// SPDX-License-Identifier: MIT

use crate::common::error::AppError;
use crate::common::retry::READ_RETRY;
use crate::core::request::{RandomWordsFulfilled, RandomWordsRequested, RawLogMeta};
use crate::network::provider::HttpProvider;
use alloy::primitives::{Address, B256, U256};
use alloy::providers::Provider;
use alloy::rpc::types::Log;
use alloy::sol;
use alloy_sol_types::SolEvent;
use async_trait::async_trait;

sol! {
    #[sol(rpc)]
    contract VRFCoordinatorV2 {
        event RandomWordsRequested(
            bytes32 indexed keyHash,
            uint256 requestId,
            uint256 preSeed,
            uint64 indexed subId,
            uint16 minimumRequestConfirmations,
            uint32 callbackGasLimit,
            uint32 numWords,
            address indexed sender
        );

        event RandomWordsFulfilled(uint256 indexed requestId, uint256 outputSeed, uint96 payment, bool success);

        function getSubscription(uint64 subId)
            external
            view
            returns (uint96 balance, uint64 reqCount, address owner, address[] memory consumers);

        function getCommitment(uint256 requestId) external view returns (bytes32);
    }
}

/// Block-tip reader.
#[async_trait]
pub trait ChainHead: Send + Sync {
    async fn latest_block_number(&self) -> Result<u64, AppError>;
}

/// Reads against the coordinator contract plus raw-log parsing.
#[async_trait]
pub trait CoordinatorApi: Send + Sync {
    fn address(&self) -> Address;

    async fn subscription_balance(&self, sub_id: u64) -> Result<U256, AppError>;

    /// The commitment hash for a pending request. Zero means the request was
    /// already fulfilled on chain.
    async fn commitment(&self, request_id: U256) -> Result<B256, AppError>;

    fn parse_random_words_requested(&self, raw: &Log) -> Result<RandomWordsRequested, AppError>;
}

pub struct ChainClient {
    provider: HttpProvider,
}

impl ChainClient {
    pub fn new(provider: HttpProvider) -> Self {
        Self { provider }
    }
}

#[async_trait]
impl ChainHead for ChainClient {
    async fn latest_block_number(&self) -> Result<u64, AppError> {
        let provider = self.provider.clone();
        READ_RETRY
            .run("latest head", move || {
                let provider = provider.clone();
                async move { provider.get_block_number().await }
            })
            .await
            .map_err(|e| AppError::Chain(format!("latest head read failed: {}", e)))
    }
}

pub struct OnchainCoordinator {
    address: Address,
    instance: VRFCoordinatorV2::VRFCoordinatorV2Instance<HttpProvider>,
}

impl OnchainCoordinator {
    pub fn new(address: Address, provider: HttpProvider) -> Self {
        Self {
            address,
            instance: VRFCoordinatorV2::new(address, provider),
        }
    }
}

#[async_trait]
impl CoordinatorApi for OnchainCoordinator {
    fn address(&self) -> Address {
        self.address
    }

    async fn subscription_balance(&self, sub_id: u64) -> Result<U256, AppError> {
        let instance = self.instance.clone();
        let sub = READ_RETRY
            .run("getSubscription", move || {
                let instance = instance.clone();
                async move { instance.getSubscription(sub_id).call().await }
            })
            .await
            .map_err(|e| AppError::Chain(format!("getSubscription({}) failed: {}", sub_id, e)))?;
        Ok(sub.balance.to::<U256>())
    }

    async fn commitment(&self, request_id: U256) -> Result<B256, AppError> {
        let instance = self.instance.clone();
        READ_RETRY
            .run("getCommitment", move || {
                let instance = instance.clone();
                async move { instance.getCommitment(request_id).call().await }
            })
            .await
            .map_err(|e| AppError::Chain(format!("getCommitment failed: {}", e)))
    }

    fn parse_random_words_requested(&self, raw: &Log) -> Result<RandomWordsRequested, AppError> {
        parse_random_words_requested(raw)
    }
}

pub fn parse_random_words_requested(raw: &Log) -> Result<RandomWordsRequested, AppError> {
    let meta = RawLogMeta::from_log(raw)
        .ok_or_else(|| AppError::Parse("log is missing block metadata".into()))?;
    let ev = VRFCoordinatorV2::RandomWordsRequested::decode_log(&raw.inner)
        .map_err(|e| AppError::Parse(format!("RandomWordsRequested decode failed: {}", e)))?
        .data;
    Ok(RandomWordsRequested {
        key_hash: ev.keyHash,
        request_id: ev.requestId,
        pre_seed: ev.preSeed,
        sub_id: ev.subId,
        minimum_request_confirmations: ev.minimumRequestConfirmations,
        callback_gas_limit: ev.callbackGasLimit,
        num_words: ev.numWords,
        sender: ev.sender,
        raw: meta,
    })
}

pub fn parse_random_words_fulfilled(raw: &Log) -> Result<RandomWordsFulfilled, AppError> {
    let meta = RawLogMeta::from_log(raw)
        .ok_or_else(|| AppError::Parse("log is missing block metadata".into()))?;
    let ev = VRFCoordinatorV2::RandomWordsFulfilled::decode_log(&raw.inner)
        .map_err(|e| AppError::Parse(format!("RandomWordsFulfilled decode failed: {}", e)))?
        .data;
    Ok(RandomWordsFulfilled {
        request_id: ev.requestId,
        success: ev.success,
        raw: meta,
    })
}

/// A commitment of all zero bytes means the coordinator already accepted a
/// fulfillment for the request.
pub fn commitment_is_empty(commitment: &B256) -> bool {
    commitment.is_zero()
}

▶ **PROBLEM TO SOLVE**
Output the whole listing word for word.

▶ **ANSWER**
// SPDX-License-Identifier: MIT

use crate::common::error::AppError;
use crate::common::retry::READ_RETRY;
use crate::core::request::{RandomWordsFulfilled, RandomWordsRequested, RawLogMeta};
use crate::network::provider::HttpProvider;
use alloy::primitives::{Address, B256, U256};
use alloy::providers::Provider;
use alloy::rpc::types::Log;
use alloy::sol;
use alloy_sol_types::SolEvent;
use async_trait::async_trait;

sol! {
    #[sol(rpc)]
    contract VRFCoordinatorV2 {
        event RandomWordsRequested(
            bytes32 indexed keyHash,
            uint256 requestId,
            uint256 preSeed,
            uint64 indexed subId,
            uint16 minimumRequestConfirmations,
            uint32 callbackGasLimit,
            uint32 numWords,
            address indexed sender
        );

        event RandomWordsFulfilled(uint256 indexed requestId, uint256 outputSeed, uint96 payment, bool success);

        function getSubscription(uint64 subId)
            external
            view
            returns (uint96 balance, uint64 reqCount, address owner, address[] memory consumers);

        function getCommitment(uint256 requestId) external view returns (bytes32);
    }
}

/// Block-tip reader.
#[async_trait]
pub trait ChainHead: Send + Sync {
    async fn latest_block_number(&self) -> Result<u64, AppError>;
}

/// Reads against the coordinator contract plus raw-log parsing.
#[async_trait]
pub trait CoordinatorApi: Send + Sync {
    fn address(&self) -> Address;

    async fn subscription_balance(&self, sub_id: u64) -> Result<U256, AppError>;

    /// The commitment hash for a pending request. Zero means the request was
    /// already fulfilled on chain.
    async fn commitment(&self, request_id: U256) -> Result<B256, AppError>;

    fn parse_random_words_requested(&self, raw: &Log) -> Result<RandomWordsRequested, AppError>;
}

pub struct ChainClient {
    provider: HttpProvider,
}

impl ChainClient {
    pub fn new(provider: HttpProvider) -> Self {
        Self { provider }
    }
}

#[async_trait]
impl ChainHead for ChainClient {
    async fn latest_block_number(&self) -> Result<u64, AppError> {
        let provider = self.provider.clone();
        READ_RETRY
            .run("latest head", move || {
                let provider = provider.clone();
                async move { provider.get_block_number().await }
            })
            .await
            .map_err(|e| AppError::Chain(format!("latest head read failed: {}", e)))
    }
}

pub struct OnchainCoordinator {
    address: Address,
    instance: VRFCoordinatorV2::VRFCoordinatorV2Instance<HttpProvider>,
}

impl OnchainCoordinator {
    pub fn new(address: Address, provider: HttpProvider) -> Self {
        Self {
            address,
            instance: VRFCoordinatorV2::new(address, provider),
        }
    }
}

#[async_trait]
impl CoordinatorApi for OnchainCoordinator {
    fn address(&self) -> Address {
        self.address
    }

    async fn subscription_balance(&self, sub_id: u64) -> Result<U256, AppError> {
        let instance = self.instance.clone();
        let sub = READ_RETRY
            .run("getSubscription", move || {
                let instance = instance.clone();
                async move { instance.getSubscription(sub_id).call().await }
            })
            .await
            .map_err(|e| AppError::Chain(format!("getSubscription({}) failed: {}", sub_id, e)))?;
        Ok(sub.balance.to::<U256>())
    }

    async fn commitment(&self, request_id: U256) -> Result<B256, AppError> {
        let instance = self.instance.clone();
        READ_RETRY
            .run("getCommitment", move || {
                let instance = instance.clone();
                async move { instance.getCommitment(request_id).call().await }
            })
            .await
            .map_err(|e| AppError::Chain(format!("getCommitment failed: {}", e)))
    }

    fn parse_random_words_requested(&self, raw: &Log) -> Result<RandomWordsRequested, AppError> {
        parse_random_words_requested(raw)
    }
}

pub fn parse_random_words_requested(raw: &Log) -> Result<RandomWordsRequested, AppError> {
    let meta = RawLogMeta::from_log(raw)
        .ok_or_else(|| AppError::Parse("log is missing block metadata".into()))?;
    let ev = VRFCoordinatorV2::RandomWordsRequested::decode_log(&raw.inner)
        .map_err(|e| AppError::Parse(format!("RandomWordsRequested decode failed: {}", e)))?
        .data;
    Ok(RandomWordsRequested {
        key_hash: ev.keyHash,
        request_id: ev.requestId,
        pre_seed: ev.preSeed,
        sub_id: ev.subId,
        minimum_request_confirmations: ev.minimumRequestConfirmations,
        callback_gas_limit: ev.callbackGasLimit,
        num_words: ev.numWords,
        sender: ev.sender,
        raw: meta,
    })
}

pub fn parse_random_words_fulfilled(raw: &Log) -> Result<RandomWordsFulfilled, AppError> {
    let meta = RawLogMeta::from_log(raw)
        .ok_or_else(|| AppError::Parse("log is missing block metadata".into()))?;
    let ev = VRFCoordinatorV2::RandomWordsFulfilled::decode_log(&raw.inner)
        .map_err(|e| AppError::Parse(format!("RandomWordsFulfilled decode failed: {}", e)))?
        .data;
    Ok(RandomWordsFulfilled {
        request_id: ev.requestId,
        success: ev.success,
        raw: meta,
    })
}

/// A commitment of all zero bytes means the coordinator already accepted a
/// fulfillment for the request.
pub fn commitment_is_empty(commitment: &B256) -> bool {
    commitment.is_zero()
}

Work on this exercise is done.